Open Access

Psychosis following a stroke to the cerebellum and midbrain: a case report

Cerebellum & Ataxias20152:17

DOI: 10.1186/s40673-015-0037-8

Received: 13 November 2015

Accepted: 4 December 2015

Published: 9 December 2015

Abstract

Background

There is growing evidence that the cerebellum serves an important role in controlling affect and cognition, and its pathology has been implicated in several psychiatric disorders. Furthermore, the brainstem’s role in cognition and affect has been historically overlooked. Neuroimaging studies and an increasing number of case reports indicate cognitive deficits and hallucinatory phenomena after isolated brainstem lesions.

Case presentation

We report a 56-year-old man who developed persistent persecutory delusions, hallucinations, cognitive impairment and flattened affect following an extensive bilateral cerebellar stroke with involvement of the midbrain.

Conclusions

This is one of the few reported cases of unremitting psychosis secondary to cerebellar and mesencephalic vascular infarction. We suggest, based on the distribution of the patient’s lesions, that his corresponding symptoms are a result of a disruption to cerebrocerebellar pathways. This article briefly reviews recent pathophysiological explanations behind the psychosis associated with brainstem and cerebellar lesions, the treatment, as well as the relation of these structures to each other.

Keywords

Post-stroke psychosis Cerebellar cognitive affective syndrome Cerebellar stroke Cerebellum Psychosis

Background

The cerebellum has a well-established role in modulating motor control and its dysfunction manifests as disorders of ataxia, dysdiadochokinesia, dysmetria, dysarthria, diplopia, and dysphagia [1, 2]. In more recent times, the cerebellum has become recognized as having a wider encompassing involvement in modulating higher order cognitive and emotional processing [3]. Experimental and clinical research on patients with cerebellar pathology has identified a pattern of dysfunction in the domains of executive function (e.g., impaired working memory, decreased verbal fluency, poor planning), spatial cognition (e.g., disrupted visual spatial organization and memory), affect (e.g., flat affect or inappropriate behavior) and language (e.g., dysprosodia and agrammatism) [2]. Schmahmann coined the changes as a “cerebellar cognitive affective syndrome (CCAS)” [2]. CCAS is also referred to by its eponym Schmahmann’s Syndrome [4]. Pathology of the cerebellum has been linked to various psychiatric disorders, which is attributed to the disruption of the circuitry connecting the cerebellum to other cerebral structures including limbic structures [3]. For example, schizophrenia has alternatively been described, pathophysiologically, as a “cognitive dysmetria” due to dysfunction in the cortico-cerebello-thalamo-cortical circuit [5]. We report a case of psychosis involving persecutory delusions, auditory and visual hallucinations secondary to a vascular infarct affecting bilateral cerebellar hemispheres and part of the midbrain.
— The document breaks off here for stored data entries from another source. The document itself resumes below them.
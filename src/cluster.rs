//! Cluster node access
//!
//! Node lookups, the crash-resume annotation, and event publishing all go
//! through the Kubernetes API. Node lookup matches the instance id as a
//! substring of the node's provider id (provider ids look like
//! `aws:///us-west-2a/i-0123456789abcdef0`).

use async_trait::async_trait;
use chrono::Utc;
use k8s_openapi::api::core::v1::{Event, Node, ObjectReference};
use k8s_openapi::apimachinery::pkg::apis::meta::v1::{ObjectMeta, Time};
use kube::api::{Api, ListParams, Patch, PatchParams, PostParams};
use kube::ResourceExt;
use tracing::debug;

use crate::error::Result;
use crate::event::NodeRef;
use crate::events::{ClusterEvent, EVENT_NAMESPACE, EVENT_NAME_PREFIX};

/// Abstract cluster operations consumed by the controller
#[async_trait]
pub trait ClusterNodes: Send + Sync {
    /// Nodes carrying the annotation key, paired with the annotation value
    async fn nodes_by_annotation(&self, key: &str) -> Result<Vec<(NodeRef, String)>>;

    /// The node whose provider id contains the instance id
    async fn find_node_by_instance(&self, instance_id: &str) -> Result<Option<NodeRef>>;

    /// Set an annotation on a node. An empty value clears the stored state.
    async fn annotate_node(&self, node_name: &str, key: &str, value: &str) -> Result<()>;

    /// Publish a cluster event into the default namespace
    async fn publish_event(&self, event: ClusterEvent) -> Result<()>;
}

/// Kubernetes API backed implementation
pub struct KubeClusterNodes {
    client: kube::Client,
}

impl KubeClusterNodes {
    /// Create a cluster service from a Kubernetes client
    pub fn new(client: kube::Client) -> Self {
        Self { client }
    }

    fn nodes(&self) -> Api<Node> {
        Api::all(self.client.clone())
    }

    fn node_ref(node: &Node) -> NodeRef {
        NodeRef {
            name: node.name_any(),
            provider_id: node
                .spec
                .as_ref()
                .and_then(|spec| spec.provider_id.clone())
                .unwrap_or_default(),
            created_at: node.metadata.creation_timestamp.clone().map(|time| time.0),
        }
    }
}

#[async_trait]
impl ClusterNodes for KubeClusterNodes {
    async fn nodes_by_annotation(&self, key: &str) -> Result<Vec<(NodeRef, String)>> {
        let nodes = self.nodes().list(&ListParams::default()).await?;
        Ok(nodes
            .items
            .iter()
            .filter_map(|node| {
                let value = node.annotations().get(key)?.clone();
                Some((Self::node_ref(node), value))
            })
            .collect())
    }

    async fn find_node_by_instance(&self, instance_id: &str) -> Result<Option<NodeRef>> {
        let nodes = self.nodes().list(&ListParams::default()).await?;
        Ok(nodes
            .items
            .iter()
            .map(Self::node_ref)
            .find(|node| node.provider_id.contains(instance_id)))
    }

    async fn annotate_node(&self, node_name: &str, key: &str, value: &str) -> Result<()> {
        let patch = serde_json::json!({
            "metadata": {
                "annotations": { key: value }
            }
        });
        self.nodes()
            .patch(node_name, &PatchParams::default(), &Patch::Merge(&patch))
            .await?;
        Ok(())
    }

    async fn publish_event(&self, event: ClusterEvent) -> Result<()> {
        debug!(reason = event.reason.as_str(), "publishing event");
        let involved_object = if event.node_name.is_empty() {
            ObjectReference::default()
        } else {
            ObjectReference {
                kind: Some("Node".to_string()),
                name: Some(event.node_name.clone()),
                ..Default::default()
            }
        };
        let now = Utc::now();
        let object = Event {
            metadata: ObjectMeta {
                name: Some(format!(
                    "{EVENT_NAME_PREFIX}.{}",
                    now.timestamp_nanos_opt().unwrap_or_default()
                )),
                namespace: Some(EVENT_NAMESPACE.to_string()),
                ..Default::default()
            },
            reason: Some(event.reason.as_str().to_string()),
            message: Some(event.message()),
            type_: Some(event.reason.level().to_string()),
            last_timestamp: Some(Time(now)),
            involved_object,
            ..Default::default()
        };
        let api: Api<Event> = Api::namespaced(self.client.clone(), EVENT_NAMESPACE);
        api.create(&PostParams::default(), &object).await?;
        Ok(())
    }
}
//! Queue poller
//!
//! A single long-running loop that reads one message per iteration and hands
//! it to the manager over the event channel. The channel send is the only
//! backpressure mechanism: when no worker slot is accepting, the poller blocks
//! on the send and stops pulling from the queue.

use std::sync::Arc;
use std::time::Duration;

use tokio::sync::mpsc;
use tracing::{debug, error};

use crate::event::QueueMessage;
use crate::metrics;
use crate::queue::MessageQueue;

/// Poll the queue forever, forwarding messages to the event channel. Receive
/// errors are logged and retried after one polling interval. Returns when the
/// receiving side of the channel is gone.
pub(crate) async fn run(
    queue: Arc<dyn MessageQueue>,
    queue_url: String,
    polling_interval_seconds: i64,
    events: mpsc::Sender<QueueMessage>,
) {
    let retry_sleep = Duration::from_secs(polling_interval_seconds.max(1) as u64);
    loop {
        let alive_tasks = tokio::runtime::Handle::current().metrics().num_alive_tasks();
        metrics::ACTIVE_TASKS.set(alive_tasks as i64);
        debug!(alive_tasks, "polling for messages from queue");

        match queue.receive_one(&queue_url, polling_interval_seconds).await {
            Ok(messages) => {
                if messages.is_empty() {
                    debug!("no messages received in interval");
                }
                for message in messages {
                    if events.send(message).await.is_err() {
                        return;
                    }
                }
            }
            Err(err) => {
                error!(queue_url = %queue_url, error = %err, "unable to receive message from queue");
                tokio::time::sleep(retry_sleep).await;
            }
        }
    }
}

#[cfg(test)]
mod tests {
    use super::*;
    use crate::testutil::StubQueue;
    use std::sync::atomic::Ordering;
    use std::sync::Mutex;

    #[tokio::test]
    async fn test_poller_delivers_messages() {
        let message = QueueMessage {
            body: "message-body".to_string(),
            receipt_handle: "receipt".to_string(),
        };
        let queue = Arc::new(StubQueue {
            messages: Mutex::new(vec![message]),
            ..Default::default()
        });

        let (tx, mut rx) = mpsc::channel(1);
        tokio::spawn(run(queue.clone(), "some-queue".to_string(), 1, tx));
        tokio::time::sleep(Duration::from_secs(1)).await;

        assert!(queue.times_called_receive.load(Ordering::SeqCst) > 0);
        let delivered = rx.recv().await.expect("expected a message on the channel");
        assert_eq!(delivered.body, "message-body");
    }
}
Few published cases have described infratentorial stroke lesions producing a persisting psychosis. We will briefly discuss contemporary theories about the pathophysiology of psychosis induced by cerebellar-brainstem lesions.

Case presentation

This is a case of a 56-year-old male with an unremarkable past psychiatric and family history. He was previously healthy except for having untreated hypertension, dyslipidemia, and being a tobacco chewer. He was married with children, and was a semi-retired business owner.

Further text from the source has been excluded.